Abbiamo incontrato le due band che più di ogni altra hanno creato il mito della "Giamaica d'Italia". Fondati anni fa, arrivati fino alla vetta delle chart, mantengono un legame viscerale con la loro terra, lingua, cultura
C'era un tempo in cui in ogni paesino del Salento (e sono davvero tanti, vi possiamo assicurare) c'era un piatto pronto a girare, un muro di casse più o meno imponente, un dj pronto a fare PULL UPPPP. E ora.... ancora.
L'amore di questa terra per i suoni che arrivano dalla Giamaica è qualcosa che non si interromperà mai, anche con il ricambio generazionale, il cambiamento delle mode e delle classifiche, oltre che dei flussi turistici. La terra de "lu mare lu sule e lu ventu" sarà sempre anche la patria nostrana della musica in levare.
Grazie anche, se non soprattutto, a chi c'è sempre stato e continua a tenere alta la bandiera. Il lavoro di questi "pionieri" è fondamentale per continuare ad avvicinare i giovani e tramandare una cultura che, ancora una volta, è internazionalista per vocazione e legatissima alle origini, come per altro confermano le tante collaborazioni di artisti di musica popolare e world music con colleghi di matrice "reggae". O una figura come quella di Antonella di Domenico aka Rosapaeda, partita dal reggae e negli anni divenuta importantissima ricercatrice di musica e culture tradizionali.

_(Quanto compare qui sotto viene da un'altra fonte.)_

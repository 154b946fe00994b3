use crate::audit::InfractionRecord;
use crate::error::Result;
use crate::scan::ElementRecord;
use log::debug;
use serde::{Deserialize, Serialize};
use serde_json::Value;

/// Wire names accepted on the cross-frame channel
pub const MESSAGE_TYPES: &[&str] = &[
    "getXpathFrame",
    "refreshXpathFrame",
    "refreshElements",
    "elementsOniFrame",
    "infractionsOnFrame",
];

/// Message exchanged between a frame and its parent or child frames
///
/// Encoded as `{"type": <name>, "data": <payload>}`.
#[derive(Debug, Clone, PartialEq, Serialize, Deserialize)]
#[serde(tag = "type", content = "data")]
pub enum FrameMessage {
    /// Child to parent: send every iframe its locator
    #[serde(rename = "getXpathFrame")]
    RequestIdentity,

    /// Parent to child: the locator of the iframe the child is loaded in
    #[serde(rename = "refreshXpathFrame")]
    AssignIdentity(String),

    /// Rescan, then propagate to nested frames
    #[serde(rename = "refreshElements")]
    Rescan,

    /// Child to parent: a frame's element list, relayed up to the top frame
    #[serde(rename = "elementsOniFrame")]
    Elements(Vec<ElementRecord>),

    /// Child to parent: a frame's infractions, relayed up to the top frame
    #[serde(rename = "infractionsOnFrame")]
    Infractions(Vec<InfractionRecord>),
}

impl FrameMessage {
    /// Decode a received payload; unknown or malformed messages yield `None`
    pub fn decode(payload: &Value) -> Option<Self> {
        let kind = payload.get("type").and_then(Value::as_str)?;
        if !MESSAGE_TYPES.contains(&kind) {
            debug!("Ignoring message of unknown type {}", kind);
            return None;
        }

        match serde_json::from_value(payload.clone()) {
            Ok(message) => Some(message),
            Err(e) => {
                debug!("Ignoring malformed {} message: {}", kind, e);
                None
            }
        }
    }

    pub fn encode(&self) -> Result<Value> {
        Ok(serde_json::to_value(self)?)
    }

    /// Wire name of this message
    pub fn kind(&self) -> &'static str {
        match self {
            FrameMessage::RequestIdentity => "getXpathFrame",
            FrameMessage::AssignIdentity(_) => "refreshXpathFrame",
            FrameMessage::Rescan => "refreshElements",
            FrameMessage::Elements(_) => "elementsOniFrame",
            FrameMessage::Infractions(_) => "infractionsOnFrame",
        }
    }
}

#[cfg(test)]
mod tests {
    use super::*;
    use crate::locator::{Locator, Quality};
    use crate::scan::FrameLocator;
    use serde_json::json;

    #[test]
    fn test_wire_shapes() {
        assert_eq!(
            FrameMessage::RequestIdentity.encode().unwrap(),
            json!({"type": "getXpathFrame"})
        );
        assert_eq!(
            FrameMessage::AssignIdentity("//iframe[@id=\"a\"]".into()).encode().unwrap(),
            json!({"type": "refreshXpathFrame", "data": "//iframe[@id=\"a\"]"})
        );

        let locator = Locator::new("//a", Quality::Positional);
        let record = ElementRecord::new("a", locator, FrameLocator::Root);
        let encoded = FrameMessage::Elements(vec![record]).encode().unwrap();
        assert_eq!(encoded["type"], "elementsOniFrame");
        assert_eq!(encoded["data"][0]["TAGNAME"], "<a>");
    }

    #[test]
    fn test_decode_known_messages() {
        assert_eq!(
            FrameMessage::decode(&json!({"type": "refreshElements"})),
            Some(FrameMessage::Rescan)
        );
        assert_eq!(
            FrameMessage::decode(&json!({"type": "refreshXpathFrame", "data": "//iframe"})),
            Some(FrameMessage::AssignIdentity("//iframe".into()))
        );
    }

    #[test]
    fn test_decode_ignores_unknown_and_malformed() {
        assert_eq!(FrameMessage::decode(&json!({"type": "refreshInfractions"})), None);
        assert_eq!(FrameMessage::decode(&json!({"data": 1})), None);
        assert_eq!(FrameMessage::decode(&json!("refreshElements")), None);
        assert_eq!(
            FrameMessage::decode(&json!({"type": "elementsOniFrame", "data": "not a list"})),
            None
        );
    }

    #[test]
    fn test_kind_matches_wire_name() {
        for message in [
            FrameMessage::RequestIdentity,
            FrameMessage::AssignIdentity(String::new()),
            FrameMessage::Rescan,
            FrameMessage::Elements(Vec::new()),
            FrameMessage::Infractions(Vec::new()),
        ] {
            assert_eq!(message.encode().unwrap()["type"], message.kind());
        }
    }
}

La terra de "lu mare lu sule e lu ventu" sarà sempre la patria nostrana della musica in levare
Come raccontava Cesare Veronico, la scena reggae pugliese risale fino agli anni 80. È ricca di storia e varia, sa che essere molto mainstream (vedi il fenomeno Boomdabash) e altrettanto underground e sottoculturale. E si compone di vari filoni, dal dub al raggamuffin. All'inizio l'epicentro è un po' più in su, nel barese, da cui provengono i Different Stylee, tra le prime reggae band di casa nostra. Nel capoluogo molte idee e proposte nuove nascono negli spazi occupati, come la Giungla, dal 1983 nel quartiere Stanic.
Da Bari arriva un'altra figura chiave della scena reggae italiana come Piero Longo, in arte Militant P, voce solista degli Struggle, band roots reggae del finire degli anni '80. Militant P inizia a gravitare sempre più sull'area salentina (che da quel momento diventerà la terra promessa degli amanti del genere in Italia), dove fonda i Sud Sound System. Con lui ci sono Treble, GgD, DJ War, Don Rico, Papa Gianni. Molti di loro stanno a Bologna (città fondamentale ancora oggi per l'"export" pugliese), dove si mischiano con le "forze locali", in particolare quelle del giro che avrebbe poi dato vita ai Sangue Misto. Successivamente nella band arriva Gopher (altro nome storico e importantissimo, anche da solista, per lo sviluppo della cultura dei sound system in Italia), nel 1994 subentrano Nando Popu e Terron Fabio, ancora oggi anima del gruppo.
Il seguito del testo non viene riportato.